(Data excerpts begins)

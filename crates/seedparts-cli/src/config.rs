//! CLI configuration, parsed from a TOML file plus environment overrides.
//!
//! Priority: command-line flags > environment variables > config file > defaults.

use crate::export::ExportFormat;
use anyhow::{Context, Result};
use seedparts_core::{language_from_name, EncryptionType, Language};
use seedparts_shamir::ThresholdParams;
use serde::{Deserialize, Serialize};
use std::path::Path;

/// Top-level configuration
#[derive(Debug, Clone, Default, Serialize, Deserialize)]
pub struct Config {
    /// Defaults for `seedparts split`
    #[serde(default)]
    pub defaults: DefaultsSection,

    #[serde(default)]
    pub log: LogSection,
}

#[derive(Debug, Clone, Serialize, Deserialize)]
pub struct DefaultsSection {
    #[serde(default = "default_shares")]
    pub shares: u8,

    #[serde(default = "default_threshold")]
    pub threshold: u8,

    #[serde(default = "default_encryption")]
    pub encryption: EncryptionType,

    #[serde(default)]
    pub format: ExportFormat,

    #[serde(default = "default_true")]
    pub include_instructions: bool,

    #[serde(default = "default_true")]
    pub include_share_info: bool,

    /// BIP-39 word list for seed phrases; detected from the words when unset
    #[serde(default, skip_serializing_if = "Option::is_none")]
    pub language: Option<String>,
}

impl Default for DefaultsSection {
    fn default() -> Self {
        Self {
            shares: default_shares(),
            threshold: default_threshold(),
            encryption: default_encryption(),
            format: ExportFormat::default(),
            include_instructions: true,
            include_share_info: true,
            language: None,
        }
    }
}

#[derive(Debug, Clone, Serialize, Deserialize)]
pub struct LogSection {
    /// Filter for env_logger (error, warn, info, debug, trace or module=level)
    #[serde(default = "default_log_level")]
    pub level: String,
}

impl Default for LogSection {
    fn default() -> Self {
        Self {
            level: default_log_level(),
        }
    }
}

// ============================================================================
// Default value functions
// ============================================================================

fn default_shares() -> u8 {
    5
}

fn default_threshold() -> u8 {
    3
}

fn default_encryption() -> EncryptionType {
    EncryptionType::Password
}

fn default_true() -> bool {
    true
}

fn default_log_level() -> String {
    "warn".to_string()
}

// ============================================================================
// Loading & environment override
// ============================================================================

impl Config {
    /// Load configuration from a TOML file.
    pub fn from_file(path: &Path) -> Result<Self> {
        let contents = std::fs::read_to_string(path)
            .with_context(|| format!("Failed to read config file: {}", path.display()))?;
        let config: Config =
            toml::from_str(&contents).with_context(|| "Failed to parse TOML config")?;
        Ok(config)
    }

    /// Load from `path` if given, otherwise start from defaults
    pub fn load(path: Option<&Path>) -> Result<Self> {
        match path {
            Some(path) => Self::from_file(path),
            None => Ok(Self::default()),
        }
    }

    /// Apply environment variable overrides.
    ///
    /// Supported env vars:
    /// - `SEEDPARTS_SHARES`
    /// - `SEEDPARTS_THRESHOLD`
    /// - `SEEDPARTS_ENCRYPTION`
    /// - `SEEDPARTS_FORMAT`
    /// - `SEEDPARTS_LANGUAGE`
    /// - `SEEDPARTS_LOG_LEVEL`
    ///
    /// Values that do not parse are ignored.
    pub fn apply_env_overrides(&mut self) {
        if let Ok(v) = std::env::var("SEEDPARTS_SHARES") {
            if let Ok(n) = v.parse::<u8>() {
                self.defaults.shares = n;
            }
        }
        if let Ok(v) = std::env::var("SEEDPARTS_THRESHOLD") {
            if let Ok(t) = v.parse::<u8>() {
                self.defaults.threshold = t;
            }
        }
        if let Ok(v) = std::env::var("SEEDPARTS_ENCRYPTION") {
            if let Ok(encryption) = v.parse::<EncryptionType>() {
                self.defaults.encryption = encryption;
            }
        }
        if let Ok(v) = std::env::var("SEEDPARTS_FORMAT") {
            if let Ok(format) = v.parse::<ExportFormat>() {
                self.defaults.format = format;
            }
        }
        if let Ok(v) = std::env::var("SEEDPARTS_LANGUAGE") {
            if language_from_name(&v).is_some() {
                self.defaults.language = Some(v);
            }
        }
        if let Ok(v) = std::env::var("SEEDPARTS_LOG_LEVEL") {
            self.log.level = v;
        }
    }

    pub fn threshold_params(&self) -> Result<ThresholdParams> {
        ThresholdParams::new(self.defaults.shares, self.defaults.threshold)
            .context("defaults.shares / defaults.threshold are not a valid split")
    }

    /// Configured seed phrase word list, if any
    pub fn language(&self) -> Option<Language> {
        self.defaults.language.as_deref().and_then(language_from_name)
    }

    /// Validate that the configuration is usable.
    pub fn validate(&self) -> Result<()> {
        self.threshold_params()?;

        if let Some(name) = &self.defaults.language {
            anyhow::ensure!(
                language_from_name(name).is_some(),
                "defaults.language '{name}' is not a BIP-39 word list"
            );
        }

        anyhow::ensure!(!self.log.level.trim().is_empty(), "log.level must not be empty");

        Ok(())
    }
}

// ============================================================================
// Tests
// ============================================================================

(Data excerpts ends)

## The problem
Output the material in full, matching it word for word.

## Solution to the exercise
filename crates/seedparts-cli/src/config.rs
//! CLI configuration, parsed from a TOML file plus environment overrides.
//!
//! Priority: command-line flags > environment variables > config file > defaults.

use crate::export::ExportFormat;
use anyhow::{Context, Result};
use seedparts_core::{language_from_name, EncryptionType, Language};
use seedparts_shamir::ThresholdParams;
use serde::{Deserialize, Serialize};
use std::path::Path;

/// Top-level configuration
#[derive(Debug, Clone, Default, Serialize, Deserialize)]
pub struct Config {
    /// Defaults for `seedparts split`
    #[serde(default)]
    pub defaults: DefaultsSection,

    #[serde(default)]
    pub log: LogSection,
}

#[derive(Debug, Clone, Serialize, Deserialize)]
pub struct DefaultsSection {
    #[serde(default = "default_shares")]
    pub shares: u8,

    #[serde(default = "default_threshold")]
    pub threshold: u8,

    #[serde(default = "default_encryption")]
    pub encryption: EncryptionType,

    #[serde(default)]
    pub format: ExportFormat,

    #[serde(default = "default_true")]
    pub include_instructions: bool,

    #[serde(default = "default_true")]
    pub include_share_info: bool,

    /// BIP-39 word list for seed phrases; detected from the words when unset
    #[serde(default, skip_serializing_if = "Option::is_none")]
    pub language: Option<String>,
}

impl Default for DefaultsSection {
    fn default() -> Self {
        Self {
            shares: default_shares(),
            threshold: default_threshold(),
            encryption: default_encryption(),
            format: ExportFormat::default(),
            include_instructions: true,
            include_share_info: true,
            language: None,
        }
    }
}

#[derive(Debug, Clone, Serialize, Deserialize)]
pub struct LogSection {
    /// Filter for env_logger (error, warn, info, debug, trace or module=level)
    #[serde(default = "default_log_level")]
    pub level: String,
}

impl Default for LogSection {
    fn default() -> Self {
        Self {
            level: default_log_level(),
        }
    }
}

// ============================================================================
// Default value functions
// ============================================================================

fn default_shares() -> u8 {
    5
}

fn default_threshold() -> u8 {
    3
}

fn default_encryption() -> EncryptionType {
    EncryptionType::Password
}

fn default_true() -> bool {
    true
}

fn default_log_level() -> String {
    "warn".to_string()
}

// ============================================================================
// Loading & environment override
// ============================================================================

impl Config {
    /// Load configuration from a TOML file.
    pub fn from_file(path: &Path) -> Result<Self> {
        let contents = std::fs::read_to_string(path)
            .with_context(|| format!("Failed to read config file: {}", path.display()))?;
        let config: Config =
            toml::from_str(&contents).with_context(|| "Failed to parse TOML config")?;
        Ok(config)
    }

    /// Load from `path` if given, otherwise start from defaults
    pub fn load(path: Option<&Path>) -> Result<Self> {
        match path {
            Some(path) => Self::from_file(path),
            None => Ok(Self::default()),
        }
    }

    /// Apply environment variable overrides.
    ///
    /// Supported env vars:
    /// - `SEEDPARTS_SHARES`
    /// - `SEEDPARTS_THRESHOLD`
    /// - `SEEDPARTS_ENCRYPTION`
    /// - `SEEDPARTS_FORMAT`
    /// - `SEEDPARTS_LANGUAGE`
    /// - `SEEDPARTS_LOG_LEVEL`
    ///
    /// Values that do not parse are ignored.
    pub fn apply_env_overrides(&mut self) {
        if let Ok(v) = std::env::var("SEEDPARTS_SHARES") {
            if let Ok(n) = v.parse::<u8>() {
                self.defaults.shares = n;
            }
        }
        if let Ok(v) = std::env::var("SEEDPARTS_THRESHOLD") {
            if let Ok(t) = v.parse::<u8>() {
                self.defaults.threshold = t;
            }
        }
        if let Ok(v) = std::env::var("SEEDPARTS_ENCRYPTION") {
            if let Ok(encryption) = v.parse::<EncryptionType>() {
                self.defaults.encryption = encryption;
            }
        }
        if let Ok(v) = std::env::var("SEEDPARTS_FORMAT") {
            if let Ok(format) = v.parse::<ExportFormat>() {
                self.defaults.format = format;
            }
        }
        if let Ok(v) = std::env::var("SEEDPARTS_LANGUAGE") {
            if language_from_name(&v).is_some() {
                self.defaults.language = Some(v);
            }
        }
        if let Ok(v) = std::env::var("SEEDPARTS_LOG_LEVEL") {
            self.log.level = v;
        }
    }

    pub fn threshold_params(&self) -> Result<ThresholdParams> {
        ThresholdParams::new(self.defaults.shares, self.defaults.threshold)
            .context("defaults.shares / defaults.threshold are not a valid split")
    }

    /// Configured seed phrase word list, if any
    pub fn language(&self) -> Option<Language> {
        self.defaults.language.as_deref().and_then(language_from_name)
    }

    /// Validate that the configuration is usable.
    pub fn validate(&self) -> Result<()> {
        self.threshold_params()?;

        if let Some(name) = &self.defaults.language {
            anyhow::ensure!(
                language_from_name(name).is_some(),
                "defaults.language '{name}' is not a BIP-39 word list"
            );
        }

        anyhow::ensure!(!self.log.level.trim().is_empty(), "log.level must not be empty");

        Ok(())
    }
}

// ============================================================================
// Tests
// ============================================================================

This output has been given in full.